_WHAT TO PRODUCE_
Provide only the number of lines in the listing that contain the word "Show".

(SUPPLIED MATERIAL begins)

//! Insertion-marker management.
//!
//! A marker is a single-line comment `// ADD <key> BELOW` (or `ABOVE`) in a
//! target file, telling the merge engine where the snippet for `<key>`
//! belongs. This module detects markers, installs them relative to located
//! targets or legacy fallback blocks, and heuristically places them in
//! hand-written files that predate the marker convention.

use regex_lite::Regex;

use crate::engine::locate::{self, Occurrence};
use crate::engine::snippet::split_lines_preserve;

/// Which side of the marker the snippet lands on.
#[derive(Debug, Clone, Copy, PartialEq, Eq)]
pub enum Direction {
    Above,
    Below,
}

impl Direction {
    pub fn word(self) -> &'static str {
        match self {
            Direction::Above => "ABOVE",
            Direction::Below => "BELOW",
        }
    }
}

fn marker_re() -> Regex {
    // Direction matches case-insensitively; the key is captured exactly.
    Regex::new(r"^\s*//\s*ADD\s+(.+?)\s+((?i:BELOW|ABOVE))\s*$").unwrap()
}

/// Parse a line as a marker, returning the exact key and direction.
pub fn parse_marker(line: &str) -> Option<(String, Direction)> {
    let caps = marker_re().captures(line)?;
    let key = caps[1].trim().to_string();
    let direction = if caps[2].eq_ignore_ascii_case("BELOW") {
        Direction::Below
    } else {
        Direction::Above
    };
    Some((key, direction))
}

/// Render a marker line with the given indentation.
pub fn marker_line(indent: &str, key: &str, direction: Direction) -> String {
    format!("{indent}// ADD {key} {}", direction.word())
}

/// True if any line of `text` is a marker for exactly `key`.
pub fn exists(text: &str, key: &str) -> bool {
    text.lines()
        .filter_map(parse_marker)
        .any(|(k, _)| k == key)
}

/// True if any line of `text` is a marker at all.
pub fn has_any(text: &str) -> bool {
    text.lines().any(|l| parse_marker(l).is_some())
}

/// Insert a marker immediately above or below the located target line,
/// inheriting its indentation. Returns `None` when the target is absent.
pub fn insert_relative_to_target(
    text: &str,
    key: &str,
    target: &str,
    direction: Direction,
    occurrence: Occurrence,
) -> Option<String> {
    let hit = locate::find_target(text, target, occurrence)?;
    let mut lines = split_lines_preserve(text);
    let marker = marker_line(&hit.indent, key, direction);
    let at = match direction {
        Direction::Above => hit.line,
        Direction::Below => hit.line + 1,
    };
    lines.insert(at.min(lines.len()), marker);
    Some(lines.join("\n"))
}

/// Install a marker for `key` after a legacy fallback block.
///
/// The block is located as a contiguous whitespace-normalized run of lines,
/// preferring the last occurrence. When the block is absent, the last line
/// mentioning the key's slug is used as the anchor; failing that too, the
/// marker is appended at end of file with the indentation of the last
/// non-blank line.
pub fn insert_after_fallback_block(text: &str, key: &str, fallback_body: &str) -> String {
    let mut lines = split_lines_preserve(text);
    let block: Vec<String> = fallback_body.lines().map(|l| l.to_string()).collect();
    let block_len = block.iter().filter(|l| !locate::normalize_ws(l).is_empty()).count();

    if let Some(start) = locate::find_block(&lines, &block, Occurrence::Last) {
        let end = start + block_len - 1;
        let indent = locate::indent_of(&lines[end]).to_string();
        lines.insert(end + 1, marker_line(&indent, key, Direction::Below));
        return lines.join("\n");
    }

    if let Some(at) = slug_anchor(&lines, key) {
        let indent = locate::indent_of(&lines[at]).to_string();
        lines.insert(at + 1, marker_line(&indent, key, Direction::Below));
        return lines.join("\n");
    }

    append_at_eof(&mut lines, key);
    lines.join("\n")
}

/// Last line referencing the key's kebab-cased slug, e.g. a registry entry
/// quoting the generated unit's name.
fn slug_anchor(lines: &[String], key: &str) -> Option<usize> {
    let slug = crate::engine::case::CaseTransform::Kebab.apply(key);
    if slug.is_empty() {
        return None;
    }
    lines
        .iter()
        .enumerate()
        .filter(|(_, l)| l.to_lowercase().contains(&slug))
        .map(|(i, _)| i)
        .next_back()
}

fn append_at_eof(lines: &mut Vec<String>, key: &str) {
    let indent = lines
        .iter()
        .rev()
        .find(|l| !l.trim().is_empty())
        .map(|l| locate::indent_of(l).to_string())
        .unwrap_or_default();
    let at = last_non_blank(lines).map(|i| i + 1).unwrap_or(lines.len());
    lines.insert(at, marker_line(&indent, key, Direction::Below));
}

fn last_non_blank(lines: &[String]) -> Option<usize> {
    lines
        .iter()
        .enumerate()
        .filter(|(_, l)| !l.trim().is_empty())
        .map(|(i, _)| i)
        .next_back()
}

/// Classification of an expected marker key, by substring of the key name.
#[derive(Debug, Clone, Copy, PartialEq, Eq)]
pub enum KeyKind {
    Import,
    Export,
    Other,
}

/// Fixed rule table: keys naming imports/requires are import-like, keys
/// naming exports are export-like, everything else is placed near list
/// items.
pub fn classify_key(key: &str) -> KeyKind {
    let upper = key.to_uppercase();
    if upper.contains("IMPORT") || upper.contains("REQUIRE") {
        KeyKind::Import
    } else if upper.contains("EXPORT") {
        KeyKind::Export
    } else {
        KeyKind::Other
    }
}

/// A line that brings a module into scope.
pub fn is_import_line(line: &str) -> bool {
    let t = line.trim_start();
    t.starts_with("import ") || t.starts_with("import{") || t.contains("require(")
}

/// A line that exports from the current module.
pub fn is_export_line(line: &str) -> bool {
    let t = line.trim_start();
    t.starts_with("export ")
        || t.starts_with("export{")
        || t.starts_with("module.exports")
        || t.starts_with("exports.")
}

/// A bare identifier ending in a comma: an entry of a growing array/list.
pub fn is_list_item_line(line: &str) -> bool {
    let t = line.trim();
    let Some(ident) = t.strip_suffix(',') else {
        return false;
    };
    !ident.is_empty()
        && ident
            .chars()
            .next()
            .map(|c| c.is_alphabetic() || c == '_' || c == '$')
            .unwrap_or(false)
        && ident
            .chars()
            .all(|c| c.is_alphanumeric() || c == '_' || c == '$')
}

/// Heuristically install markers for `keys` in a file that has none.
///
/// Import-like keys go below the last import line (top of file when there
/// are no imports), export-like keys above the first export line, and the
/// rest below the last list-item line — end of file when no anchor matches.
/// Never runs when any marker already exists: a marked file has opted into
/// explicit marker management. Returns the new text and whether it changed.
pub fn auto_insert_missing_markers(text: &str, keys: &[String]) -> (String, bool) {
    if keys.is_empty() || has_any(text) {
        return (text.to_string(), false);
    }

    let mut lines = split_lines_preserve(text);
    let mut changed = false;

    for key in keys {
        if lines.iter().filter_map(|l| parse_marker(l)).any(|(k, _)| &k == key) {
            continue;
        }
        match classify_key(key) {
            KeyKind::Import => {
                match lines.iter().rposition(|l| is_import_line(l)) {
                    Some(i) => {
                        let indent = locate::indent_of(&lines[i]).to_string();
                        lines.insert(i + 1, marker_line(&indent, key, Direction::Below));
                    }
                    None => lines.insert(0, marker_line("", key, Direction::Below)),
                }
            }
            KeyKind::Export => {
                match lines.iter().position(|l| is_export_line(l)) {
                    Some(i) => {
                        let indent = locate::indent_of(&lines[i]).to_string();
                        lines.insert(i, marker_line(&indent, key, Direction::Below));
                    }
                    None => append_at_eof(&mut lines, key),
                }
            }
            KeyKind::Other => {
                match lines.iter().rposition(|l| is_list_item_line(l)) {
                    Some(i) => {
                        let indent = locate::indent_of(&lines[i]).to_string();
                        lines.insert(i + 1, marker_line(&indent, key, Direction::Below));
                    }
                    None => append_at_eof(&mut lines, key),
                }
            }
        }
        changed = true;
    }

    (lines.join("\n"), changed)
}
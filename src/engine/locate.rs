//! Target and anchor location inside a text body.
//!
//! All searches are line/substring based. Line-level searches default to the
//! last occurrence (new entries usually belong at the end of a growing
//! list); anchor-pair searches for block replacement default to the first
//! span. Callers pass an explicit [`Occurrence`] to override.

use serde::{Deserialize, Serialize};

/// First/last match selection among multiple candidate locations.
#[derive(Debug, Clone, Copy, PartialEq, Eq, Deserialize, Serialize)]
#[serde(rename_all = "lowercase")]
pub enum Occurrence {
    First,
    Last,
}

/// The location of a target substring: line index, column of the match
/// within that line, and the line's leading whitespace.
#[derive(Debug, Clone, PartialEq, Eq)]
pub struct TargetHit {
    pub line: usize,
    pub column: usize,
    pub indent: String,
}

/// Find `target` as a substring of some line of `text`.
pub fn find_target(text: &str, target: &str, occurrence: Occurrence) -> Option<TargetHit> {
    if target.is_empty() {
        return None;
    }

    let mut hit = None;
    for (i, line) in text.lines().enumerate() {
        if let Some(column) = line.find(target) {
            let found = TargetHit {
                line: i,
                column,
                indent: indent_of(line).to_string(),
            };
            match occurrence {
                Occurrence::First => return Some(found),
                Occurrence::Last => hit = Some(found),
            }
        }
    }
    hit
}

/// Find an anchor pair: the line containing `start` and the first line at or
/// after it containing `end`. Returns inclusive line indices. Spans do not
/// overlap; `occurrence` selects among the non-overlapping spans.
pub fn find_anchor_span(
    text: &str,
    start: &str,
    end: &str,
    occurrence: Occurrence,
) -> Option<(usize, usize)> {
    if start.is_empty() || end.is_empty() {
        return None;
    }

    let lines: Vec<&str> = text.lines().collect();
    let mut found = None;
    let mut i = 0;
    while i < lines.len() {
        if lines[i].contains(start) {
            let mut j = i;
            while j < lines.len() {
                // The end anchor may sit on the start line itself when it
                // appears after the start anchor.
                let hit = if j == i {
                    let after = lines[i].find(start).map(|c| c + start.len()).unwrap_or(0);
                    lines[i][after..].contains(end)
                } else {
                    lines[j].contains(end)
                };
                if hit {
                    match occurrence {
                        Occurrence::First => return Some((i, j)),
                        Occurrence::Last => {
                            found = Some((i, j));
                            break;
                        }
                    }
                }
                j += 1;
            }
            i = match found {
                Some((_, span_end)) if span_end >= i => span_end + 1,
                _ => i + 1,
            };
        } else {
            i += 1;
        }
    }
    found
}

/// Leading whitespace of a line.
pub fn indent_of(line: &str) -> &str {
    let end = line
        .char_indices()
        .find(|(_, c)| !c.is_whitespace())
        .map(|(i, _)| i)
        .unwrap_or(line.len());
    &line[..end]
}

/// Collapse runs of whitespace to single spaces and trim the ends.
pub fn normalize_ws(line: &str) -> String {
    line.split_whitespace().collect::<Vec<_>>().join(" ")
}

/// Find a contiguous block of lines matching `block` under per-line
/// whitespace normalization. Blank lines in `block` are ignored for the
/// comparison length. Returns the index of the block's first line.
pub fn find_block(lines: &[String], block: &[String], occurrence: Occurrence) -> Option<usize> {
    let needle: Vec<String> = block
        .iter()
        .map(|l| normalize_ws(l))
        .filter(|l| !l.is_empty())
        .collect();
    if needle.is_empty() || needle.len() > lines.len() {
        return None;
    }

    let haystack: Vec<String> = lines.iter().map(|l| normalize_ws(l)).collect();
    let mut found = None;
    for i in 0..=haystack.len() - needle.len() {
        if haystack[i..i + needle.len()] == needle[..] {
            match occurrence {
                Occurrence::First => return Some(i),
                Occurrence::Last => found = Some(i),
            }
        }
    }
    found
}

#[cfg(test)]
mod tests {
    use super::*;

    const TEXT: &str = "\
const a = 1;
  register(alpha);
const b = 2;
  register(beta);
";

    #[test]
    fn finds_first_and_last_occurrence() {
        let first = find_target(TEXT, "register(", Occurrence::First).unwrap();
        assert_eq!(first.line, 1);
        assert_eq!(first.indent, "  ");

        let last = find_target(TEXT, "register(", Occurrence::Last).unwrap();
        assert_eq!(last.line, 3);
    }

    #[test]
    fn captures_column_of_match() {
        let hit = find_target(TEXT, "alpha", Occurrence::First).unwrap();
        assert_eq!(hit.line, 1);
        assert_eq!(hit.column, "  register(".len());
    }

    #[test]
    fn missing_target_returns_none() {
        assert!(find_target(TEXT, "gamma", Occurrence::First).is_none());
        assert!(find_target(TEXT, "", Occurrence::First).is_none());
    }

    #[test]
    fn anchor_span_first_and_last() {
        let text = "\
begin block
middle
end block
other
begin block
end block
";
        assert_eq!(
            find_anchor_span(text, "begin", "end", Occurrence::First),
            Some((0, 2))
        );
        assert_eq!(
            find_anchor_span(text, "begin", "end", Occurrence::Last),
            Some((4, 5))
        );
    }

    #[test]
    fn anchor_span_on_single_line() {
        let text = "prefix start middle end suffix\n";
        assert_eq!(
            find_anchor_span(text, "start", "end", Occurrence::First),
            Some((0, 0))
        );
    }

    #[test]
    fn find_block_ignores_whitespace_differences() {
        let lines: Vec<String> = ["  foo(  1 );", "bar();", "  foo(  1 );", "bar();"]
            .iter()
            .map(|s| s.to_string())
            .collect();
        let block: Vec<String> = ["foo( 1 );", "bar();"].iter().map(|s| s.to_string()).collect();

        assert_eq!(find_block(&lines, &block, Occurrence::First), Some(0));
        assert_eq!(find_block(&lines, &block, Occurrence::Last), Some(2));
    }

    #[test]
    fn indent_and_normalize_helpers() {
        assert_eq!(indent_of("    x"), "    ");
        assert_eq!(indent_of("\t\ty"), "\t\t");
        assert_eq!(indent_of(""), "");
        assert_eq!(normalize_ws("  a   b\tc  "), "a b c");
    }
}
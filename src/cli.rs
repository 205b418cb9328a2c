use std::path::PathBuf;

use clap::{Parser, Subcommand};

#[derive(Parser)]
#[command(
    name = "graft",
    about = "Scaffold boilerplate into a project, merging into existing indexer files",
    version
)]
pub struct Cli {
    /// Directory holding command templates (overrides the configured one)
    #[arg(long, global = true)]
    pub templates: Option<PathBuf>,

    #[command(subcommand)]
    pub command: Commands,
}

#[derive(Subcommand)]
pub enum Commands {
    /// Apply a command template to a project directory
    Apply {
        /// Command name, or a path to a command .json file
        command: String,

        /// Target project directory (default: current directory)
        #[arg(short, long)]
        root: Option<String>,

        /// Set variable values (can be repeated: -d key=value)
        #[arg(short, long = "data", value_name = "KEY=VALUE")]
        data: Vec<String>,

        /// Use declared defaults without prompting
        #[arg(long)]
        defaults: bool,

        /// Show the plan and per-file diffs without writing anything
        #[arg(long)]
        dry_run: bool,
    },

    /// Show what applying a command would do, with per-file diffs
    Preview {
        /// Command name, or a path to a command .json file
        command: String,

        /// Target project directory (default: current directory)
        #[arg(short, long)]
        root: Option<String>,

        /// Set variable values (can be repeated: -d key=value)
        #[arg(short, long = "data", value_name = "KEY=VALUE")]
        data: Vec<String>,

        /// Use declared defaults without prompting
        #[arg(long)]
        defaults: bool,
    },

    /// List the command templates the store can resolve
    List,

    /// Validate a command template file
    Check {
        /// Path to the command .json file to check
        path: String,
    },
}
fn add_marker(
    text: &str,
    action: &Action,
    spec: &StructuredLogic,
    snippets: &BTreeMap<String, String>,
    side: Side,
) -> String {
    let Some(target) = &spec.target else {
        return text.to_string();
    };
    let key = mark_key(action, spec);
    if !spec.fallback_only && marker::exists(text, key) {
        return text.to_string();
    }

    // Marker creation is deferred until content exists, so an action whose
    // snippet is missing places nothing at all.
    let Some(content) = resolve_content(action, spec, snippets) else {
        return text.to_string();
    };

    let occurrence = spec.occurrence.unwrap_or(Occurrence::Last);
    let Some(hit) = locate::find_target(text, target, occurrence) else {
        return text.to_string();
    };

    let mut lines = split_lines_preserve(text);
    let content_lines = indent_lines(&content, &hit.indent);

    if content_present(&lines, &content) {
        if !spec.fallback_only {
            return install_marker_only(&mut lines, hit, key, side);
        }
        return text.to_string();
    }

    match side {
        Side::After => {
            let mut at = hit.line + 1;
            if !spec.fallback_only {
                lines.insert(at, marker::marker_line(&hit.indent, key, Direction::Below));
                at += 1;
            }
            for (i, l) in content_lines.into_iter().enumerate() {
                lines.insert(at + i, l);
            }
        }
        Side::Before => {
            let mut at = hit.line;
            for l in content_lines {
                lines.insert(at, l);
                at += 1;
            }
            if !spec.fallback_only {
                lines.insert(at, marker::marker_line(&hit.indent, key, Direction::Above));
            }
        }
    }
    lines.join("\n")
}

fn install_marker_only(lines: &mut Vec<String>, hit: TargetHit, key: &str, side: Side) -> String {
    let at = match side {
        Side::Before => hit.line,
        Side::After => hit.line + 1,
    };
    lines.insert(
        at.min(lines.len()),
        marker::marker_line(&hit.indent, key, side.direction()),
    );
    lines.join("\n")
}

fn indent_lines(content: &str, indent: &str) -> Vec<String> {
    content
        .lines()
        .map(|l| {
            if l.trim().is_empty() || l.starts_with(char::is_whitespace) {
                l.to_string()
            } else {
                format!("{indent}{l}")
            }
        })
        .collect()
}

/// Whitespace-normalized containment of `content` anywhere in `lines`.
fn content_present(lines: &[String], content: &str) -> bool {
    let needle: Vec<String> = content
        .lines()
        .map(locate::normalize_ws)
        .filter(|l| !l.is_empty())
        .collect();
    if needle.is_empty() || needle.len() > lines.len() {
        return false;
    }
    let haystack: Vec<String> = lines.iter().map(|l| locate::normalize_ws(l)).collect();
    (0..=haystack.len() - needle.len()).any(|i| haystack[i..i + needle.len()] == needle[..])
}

(SUPPLIED MATERIAL ends)

_THE ANSWER_
2